Enyimba NGA 1-0 RSA Orlando Pirates
  Enyimba NGA: Olisema

| Pos | Teamv; t; e; | Pld | W | D | L | GF | GA | GD | Pts | Qualification |  | ENY | ORL | ESS | AHL |
| 1 | Enyimba | 6 | 3 | 0 | 3 | 6 | 8 | −2 | 9 | Advance to knockout stage |  | — | 1–0 | 2–1 | 2–1 |
| 2 | Orlando Pirates | 6 | 2 | 3 | 1 | 5 | 2 | +3 | 9 |  | 2–1 | — | 0–0 | 3–0 |
| 3 | ES Sétif | 6 | 2 | 2 | 2 | 5 | 3 | +2 | 8 |  |  | 3–0 | 0–0 | — | 1–0 |
| 4 | Al Ahly Benghazi | 6 | 2 | 1 | 3 | 3 | 6 | −3 | 7 |  | 1–0 | 0–0 | 1–0 | — |

===Quarter-finals===

Orlando Pirates 1-1 Raja Casablanca
  Orlando Pirates: Pule 39'
  Raja Casablanca: Malango 60'

Raja Casablanca 4-0 Orlando Pirates
  Raja Casablanca: Malango 6', 36', El Wardi 22', Rahimi 31'
Raja Casablanca won 5–1 on aggregate.

=== Summary ===
Orlando Pirates F.C. CAF Confederation Cup run came to an end after being eliminated by Moroccan Club Raja Casablanca.

==Club awards==

Orlando Pirates F.C. Season Awards :

Player of the Season - Deon Hotto and Vincent Pule (Tie)

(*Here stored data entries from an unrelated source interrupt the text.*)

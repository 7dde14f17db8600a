//! Startup-loaded application state for the server, CLI and filter engine.
//! Load once, share via `Arc`; nothing here is mutated after construction.

use std::collections::BTreeMap;
use std::sync::Arc;

use crate::config::AppConfig;
use crate::data::loader::{load_industrial, load_license, load_research};
use crate::data::records::{IndustrialFacility, LicenseRegistrant, ResearchRegistrant};
use crate::error::Result;
use crate::geo::{classify, display_name, Country, Locatable};

/// Read-only record sets, one per source dataset.
#[derive(Debug, Default)]
pub struct AppState {
    pub industrial: Vec<IndustrialFacility>,
    pub research: Vec<ResearchRegistrant>,
    pub license: Vec<LicenseRegistrant>,
}

impl AppState {
    /// Load all three datasets from the configured data directory. Missing
    /// files are empty datasets; a file that exists but cannot be read at all
    /// is an error.
    pub fn load(config: &AppConfig) -> Result<Arc<AppState>> {
        let industrial = load_industrial(&config.industrial_path())?;
        let research = load_research(&config.research_path())?;
        let license = load_license(&config.license_path())?;

        tracing::info!(
            industrial = industrial.len(),
            research = research.len(),
            license = license.len(),
            data_dir = %config.data_dir.display(),
            "datasets loaded"
        );

        Ok(Arc::new(Self::from_records(industrial, research, license)))
    }

    /// State over in-memory records, for tests and embedding.
    pub fn from_records(
        industrial: Vec<IndustrialFacility>,
        research: Vec<ResearchRegistrant>,
        license: Vec<LicenseRegistrant>,
    ) -> Self {
        Self {
            industrial,
            research,
            license,
        }
    }

    pub fn total_records(&self) -> usize {
        self.industrial.len() + self.research.len() + self.license.len()
    }

    /// Sorted, de-duplicated `(code, display name)` pairs of the regions that
    /// occur in the loaded data for `country`.
    pub fn region_options(&self, country: Country) -> Vec<(String, String)> {
        let records = self
            .industrial
            .iter()
            .map(|r| r as &dyn Locatable)
            .chain(self.research.iter().map(|r| r as &dyn Locatable))
            .chain(self.license.iter().map(|r| r as &dyn Locatable));

        let mut options = BTreeMap::new();
        for record in records {
            let class = classify(record);
            if class.country == country && !options.contains_key(&class.region) {
                let name = display_name(&class.region);
                options.insert(class.region, name);
            }
        }
        options.into_iter().collect()
    }
}
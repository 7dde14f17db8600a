use std::path::PathBuf;
use std::sync::Arc;

use axum::body::Body;
use axum::http::{header, Request, StatusCode};
use axum::Router;
use cagemap::config::AppConfig;
use cagemap::data::AppState;
use cagemap::server::build_router;
use http_body_util::BodyExt;
use tower::ServiceExt;

fn fixture_state() -> Arc<AppState> {
    let dir = PathBuf::from(env!("CARGO_MANIFEST_DIR")).join("tests/fixtures/data");
    AppState::load(&AppConfig::default().with_data_dir(dir)).expect("fixtures should load")
}

fn app() -> Router {
    build_router(fixture_state())
}

async fn get(uri: &str) -> (StatusCode, axum::http::HeaderMap, Vec<u8>) {
    let resp = app()
        .oneshot(Request::builder().uri(uri).body(Body::empty()).unwrap())
        .await
        .unwrap();
    let status = resp.status();
    let headers = resp.headers().clone();
    let body = resp.into_body().collect().await.unwrap().to_bytes();
    (status, headers, body.to_vec())
}

async fn get_json(uri: &str) -> (StatusCode, serde_json::Value) {
    let (status, _, body) = get(uri).await;
    (status, serde_json::from_slice(&body).unwrap())
}

#[tokio::test]
async fn health_reports_record_counts() {
    let (status, json) = get_json("/api/health").await;
    assert_eq!(status, StatusCode::OK);
    assert_eq!(json["status"], "ok");
    assert_eq!(json["records"]["industrial"], 6);
    assert_eq!(json["records"]["license"], 3);
}

#[tokio::test]
async fn dataset_routes_use_upstream_keys() {
    let (status, json) = get_json("/api/aphis-reports").await;
    assert_eq!(status, StatusCode::OK);
    assert_eq!(json[0]["Certificate Number"], "34-R-0001");
    assert_eq!(json[0]["Animals Tested On"], "12 Dogs, 3 Rabbits");

    let (_, json) = get_json("/api/inspection-reports").await;
    assert_eq!(json.as_array().map(Vec::len), Some(3));
    assert_eq!(json[1]["Geocodio Latitude"], 36.64);

    let (_, json) = get_json("/api/locations").await;
    assert_eq!(json[0]["type"], "Pig Slaughterhouse");
    assert_eq!(json[0]["animals_slaughtered"], "Pigs");
}

#[tokio::test]
async fn filter_returns_visible_sets_and_counts() {
    let (status, json) =
        get_json("/api/filter?country=US&region=IA&categories=slaughter&research=0").await;
    assert_eq!(status, StatusCode::OK);
    assert_eq!(json["counts"]["total"], 1);
    assert_eq!(json["industrial"][0]["establishment_name"], "Hawkeye Pork");
    assert_eq!(json["industrial"][0]["category"], "slaughter");
    assert_eq!(json["industrial"][0]["label"], "Pig Slaughterhouse");
    assert_eq!(json["research"].as_array().map(Vec::len), Some(0));
}

#[tokio::test]
async fn unknown_country_is_bad_request() {
    let (status, json) = get_json("/api/filter?country=atlantis").await;
    assert_eq!(status, StatusCode::BAD_REQUEST);
    assert_eq!(json["status"], "error");
    assert_eq!(json["message"], "unknown country 'atlantis'");
}

#[tokio::test]
async fn unknown_category_is_bad_request() {
    let (status, _) = get_json("/api/filter?categories=slaughter,zoo").await;
    assert_eq!(status, StatusCode::BAD_REQUEST);
}

#[tokio::test]
async fn regions_list_the_loaded_bundeslaender() {
    let (status, json) = get_json("/api/regions?country=DE").await;
    assert_eq!(status, StatusCode::OK);
    assert_eq!(json["country"], "DE");
    assert_eq!(json["regions"][0]["code"], "BY");
    assert_eq!(json["regions"][0]["name"], "Bayern");
    assert_eq!(json["regions"][1]["code"], "DE_UNKNOWN");
}

#[tokio::test]
async fn export_sets_filename_by_scope() {
    let (status, headers, body) = get("/api/export.csv").await;
    assert_eq!(status, StatusCode::OK);
    let disposition = headers[header::CONTENT_DISPOSITION].to_str().unwrap();
    assert!(disposition.contains("cagemap_all_"));
    let text = String::from_utf8(body).unwrap();
    assert_eq!(text.lines().count(), 12);

    let (_, headers, body) = get("/api/export.csv?country=FR").await;
    let disposition = headers[header::CONTENT_DISPOSITION].to_str().unwrap();
    assert!(disposition.contains("cagemap_filtered_"));
    let text = String::from_utf8(body).unwrap();
    assert_eq!(text.lines().count(), 2);
    assert!(text.contains("Ferme de Bretagne"));
}

#[tokio::test]
async fn classify_endpoint() {
    let (status, json) = get_json("/api/classify?type=Mixed%20Farm%20(Pigs)").await;
    assert_eq!(status, StatusCode::OK);
    assert_eq!(json["category"], "breeder");
    assert_eq!(json["label"], "Mixed Farm (Pigs)");
    assert_eq!(json["rule"], "mixed_composite");

    let (status, _) = get_json("/api/classify").await;
    assert_eq!(status, StatusCode::BAD_REQUEST);
}

#[tokio::test]
async fn unknown_route_is_json_404() {
    let (status, json) = get_json("/api/nope").await;
    assert_eq!(status, StatusCode::NOT_FOUND);
    assert_eq!(json["message"], "Route not found");
}

#[tokio::test]
async fn region_without_country_narrows_the_export() {
    let (status, headers, body) = get("/api/export.csv?region=IA").await;
    assert_eq!(status, StatusCode::OK);
    let disposition = headers[header::CONTENT_DISPOSITION].to_str().unwrap();
    assert!(disposition.contains("cagemap_filtered_"));
    let text = String::from_utf8(body).unwrap();
    assert_eq!(text.lines().count(), 2);
    assert!(text.contains("Hawkeye Pork"));
}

Fan's player of the season - Deon Hotto and Vincent Pule (Tie)

Golden Boot Winner - Vincent Pule (9 goals in all competitions )

Prospect of the Season - Boitumelo Radiopane (MDC)

Goal of the Season - Vincent Pule on the turn vs Kaizer Chiefs F.C.

Save of the Season - Last minute save by Richard Ofori vs Bloemfontein Celtic F.C.